(Stored data)

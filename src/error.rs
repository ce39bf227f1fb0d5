//! Error types for the lens link engine.
//!
//! Link-level failures are the only errors that surface as `Err` values.
//! Malformed or unrecognised frames are never errors: decoders return `None`
//! or an empty event list and log a diagnostic instead, since firmware builds
//! disagree on layouts.
//!
//! ## Error Categories
//!
//! - **Link Errors**: connect, discovery, notification arming and write failures
//! - **Command Errors**: ack rejection, busy devices and timeouts
//! - **Engine Errors**: closed channels, full queues, invalid configuration
//!
//! ## Recovery and Retry
//!
//! ```rust
//! use lenslink::{LinkError, Lens};
//!
//! let error = LinkError::connection_failed(Lens::Left, "peripheral out of range");
//! if error.is_retryable() {
//!     for suggestion in error.recovery_suggestions() {
//!         println!("  - {}", suggestion);
//!     }
//! }
//! ```

use std::path::PathBuf;
use std::time::Duration;
use thiserror::Error;
use uuid::Uuid;

use crate::types::Lens;

/// Result type alias for engine operations.
pub type Result<T, E = LinkError> = std::result::Result<T, E>;

/// Main error type for engine operations.
#[derive(Error, Debug)]
#[non_exhaustive]
pub enum LinkError {
    #[error("Failed to connect {lens} lens: {reason}")]
    Connection {
        lens: Lens,
        reason: String,
        #[source]
        source: Option<Box<dyn std::error::Error + Send + Sync>>,
    },

    #[error("Service discovery failed on {lens} lens: {reason}")]
    Discovery { lens: Lens, reason: String },

    #[error("Characteristic {uuid} missing on {lens} lens")]
    MissingCharacteristic { lens: Lens, uuid: Uuid },

    #[error("Failed to arm notifications on {lens} lens after {attempts} attempts")]
    Arming { lens: Lens, attempts: u32 },

    #[error("Write of {len} bytes to {lens} lens failed")]
    Write {
        lens: Lens,
        len: usize,
        #[source]
        source: Option<Box<dyn std::error::Error + Send + Sync>>,
    },

    #[error("{lens} lens is not connected")]
    NotConnected { lens: Lens },

    #[error("Command {opcode:#04x} rejected by {lens} lens")]
    Rejected { lens: Lens, opcode: u8, busy: bool },

    #[error("Operation timed out after {duration:?}")]
    Timeout { duration: Duration },

    #[error("{queue} queue is full")]
    QueueFull { queue: &'static str },

    #[error("{channel} channel closed")]
    ChannelClosed { channel: &'static str },

    #[error("Invalid configuration: {reason}")]
    Config {
        reason: String,
        #[source]
        source: Option<Box<dyn std::error::Error + Send + Sync>>,
    },

    #[error("Configuration file error: {path}")]
    ConfigFile {
        path: PathBuf,
        #[source]
        source: std::io::Error,
    },
}

impl LinkError {
    /// Returns whether this error is potentially recoverable through retry.
    pub fn is_retryable(&self) -> bool {
        match self {
            LinkError::Connection { .. } => true,
            LinkError::Discovery { .. } => true,
            LinkError::Arming { .. } => true,
            LinkError::Write { .. } => true,
            LinkError::NotConnected { .. } => true,
            LinkError::Rejected { busy, .. } => *busy,
            LinkError::Timeout { .. } => true,
            LinkError::QueueFull { .. } => true,
            LinkError::MissingCharacteristic { .. } => false,
            LinkError::ChannelClosed { .. } => false,
            LinkError::Config { .. } => false,
            LinkError::ConfigFile { .. } => false,
        }
    }

    /// Returns suggested recovery actions for this error.
    pub fn recovery_suggestions(&self) -> Vec<&'static str> {
        match self {
            LinkError::Connection { .. } => vec![
                "Ensure the lens is powered on and out of the case",
                "Move the host closer to the glasses",
                "Retry connect() after a short delay",
            ],
            LinkError::Discovery { .. } => vec![
                "Disconnect and reconnect to refresh the GATT cache",
                "Check the lens firmware exposes the Nordic UART service",
            ],
            LinkError::MissingCharacteristic { .. } => vec![
                "Verify the peripheral is a supported lens",
                "Update the lens firmware",
            ],
            LinkError::Arming { .. } => vec![
                "Reconnect the lens to retry notification arming",
                "Remove and re-pair the bond if arming keeps failing",
            ],
            LinkError::Write { .. } => vec![
                "Check the lens is still connected",
                "Reduce write rate or payload size",
            ],
            LinkError::NotConnected { .. } => vec![
                "Call connect() before sending commands",
                "Wait for the connection state to become Connected",
            ],
            LinkError::Rejected { .. } => vec![
                "Retry the command once the lens is idle",
                "Verify the command is supported by the lens firmware",
            ],
            LinkError::Timeout { .. } => vec![
                "Increase the ack timeout",
                "Check the lens is awake and not in the case",
            ],
            LinkError::QueueFull { .. } => vec![
                "Slow down the producer",
                "Increase the queue capacity in the configuration",
            ],
            LinkError::ChannelClosed { .. } => vec![
                "The engine was shut down; create a new connection",
            ],
            LinkError::Config { .. } => vec![
                "Check configuration values are positive",
                "Compare against the defaults in EngineConfig::default()",
            ],
            LinkError::ConfigFile { .. } => vec![
                "Check the file exists and is readable",
                "Check file permissions",
            ],
        }
    }

    /// Helper constructor for connection errors.
    pub fn connection_failed(lens: Lens, reason: impl Into<String>) -> Self {
        LinkError::Connection { lens, reason: reason.into(), source: None }
    }

    /// Helper constructor for connection errors with source.
    pub fn connection_failed_with_source(
        lens: Lens,
        reason: impl Into<String>,
        source: Box<dyn std::error::Error + Send + Sync>,
    ) -> Self {
        LinkError::Connection { lens, reason: reason.into(), source: Some(source) }
    }

    /// Helper constructor for write failures.
    pub fn write_failed(lens: Lens, len: usize) -> Self {
        LinkError::Write { lens, len, source: None }
    }

    /// Helper constructor for configuration errors.
    pub fn invalid_config(reason: impl Into<String>) -> Self {
        LinkError::Config { reason: reason.into(), source: None }
    }

    /// Helper constructor for timeouts.
    pub fn timeout(duration: Duration) -> Self {
        LinkError::Timeout { duration }
    }
}

impl From<serde_yaml_ng::Error> for LinkError {
    fn from(err: serde_yaml_ng::Error) -> Self {
        LinkError::Config { reason: err.to_string(), source: Some(Box::new(err)) }
    }
}

#[cfg(test)]
mod tests {
    use super::*;

    #[cfg(test)]
    mod property_tests {
        use super::*;
        use proptest::prelude::*;

        proptest! {
          #[test]
          fn error_messages_carry_their_context(
            reason in ".*",
            opcode in any::<u8>(),
            attempts in 1u32..10u32,
            duration_ms in 1u64..60000u64
          ) {
            let connection = LinkError::connection_failed(Lens::Left, reason.clone());
            prop_assert!(connection.to_string().contains(&reason));
            prop_assert!(connection.to_string().contains("left"));

            let rejected = LinkError::Rejected { lens: Lens::Right, opcode, busy: false };
            let opcode_hex = format!("{:#04x}", opcode);
            prop_assert!(rejected.to_string().contains(&opcode_hex));

            let arming = LinkError::Arming { lens: Lens::Right, attempts };
            prop_assert!(arming.to_string().contains(&attempts.to_string()));

            let timeout = LinkError::timeout(Duration::from_millis(duration_ms));
            prop_assert!(!timeout.to_string().is_empty());
          }

          #[test]
          fn busy_rejections_are_retryable_and_hard_rejections_are_not(
            opcode in any::<u8>(),
            busy in any::<bool>()
          ) {
            let error = LinkError::Rejected { lens: Lens::Left, opcode, busy };
            prop_assert_eq!(error.is_retryable(), busy);
          }
        }
    }

    #[test]
    fn error_traits_validation() {
        fn assert_send_sync_static<T: Send + Sync + 'static>() {}
        assert_send_sync_static::<LinkError>();

        let error = LinkError::connection_failed(Lens::Left, "test");
        let _: &dyn std::error::Error = &error;
    }

    #[test]
    fn recovery_methods_work() {
        let connection_error = LinkError::connection_failed(Lens::Left, "test");
        let missing = LinkError::MissingCharacteristic { lens: Lens::Right, uuid: crate::transport::uuids::NUS_RX };

        assert!(connection_error.is_retryable());
        assert!(!missing.is_retryable());

        for suggestion in connection_error.recovery_suggestions() {
            assert!(suggestion.len() > 5);
        }
        assert!(!missing.recovery_suggestions().is_empty());
    }

    #[test]
    fn source_chain_is_preserved() {
        let io = std::io::Error::other("adapter unplugged");
        let error = LinkError::connection_failed_with_source(Lens::Right, "link lost", Box::new(io));
        let source = std::error::Error::source(&error).expect("source should be kept");
        assert_eq!(source.to_string(), "adapter unplugged");
    }

    #[test]
    fn yaml_errors_convert_to_config_errors() {
        let err = serde_yaml_ng::from_str::<u32>("not: [a number").unwrap_err();
        let converted: LinkError = err.into();
        assert!(matches!(converted, LinkError::Config { .. }));
        assert!(!converted.is_retryable());
    }
}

What to do: Starting with the line that holds "for connection errors." and ending with the line that holds "errors with source.", retype every line in the data above exactly, and nothing else.

Response:
    /// Helper constructor for connection errors.
    pub fn connection_failed(lens: Lens, reason: impl Into<String>) -> Self {
        LinkError::Connection { lens, reason: reason.into(), source: None }
    }

    /// Helper constructor for connection errors with source.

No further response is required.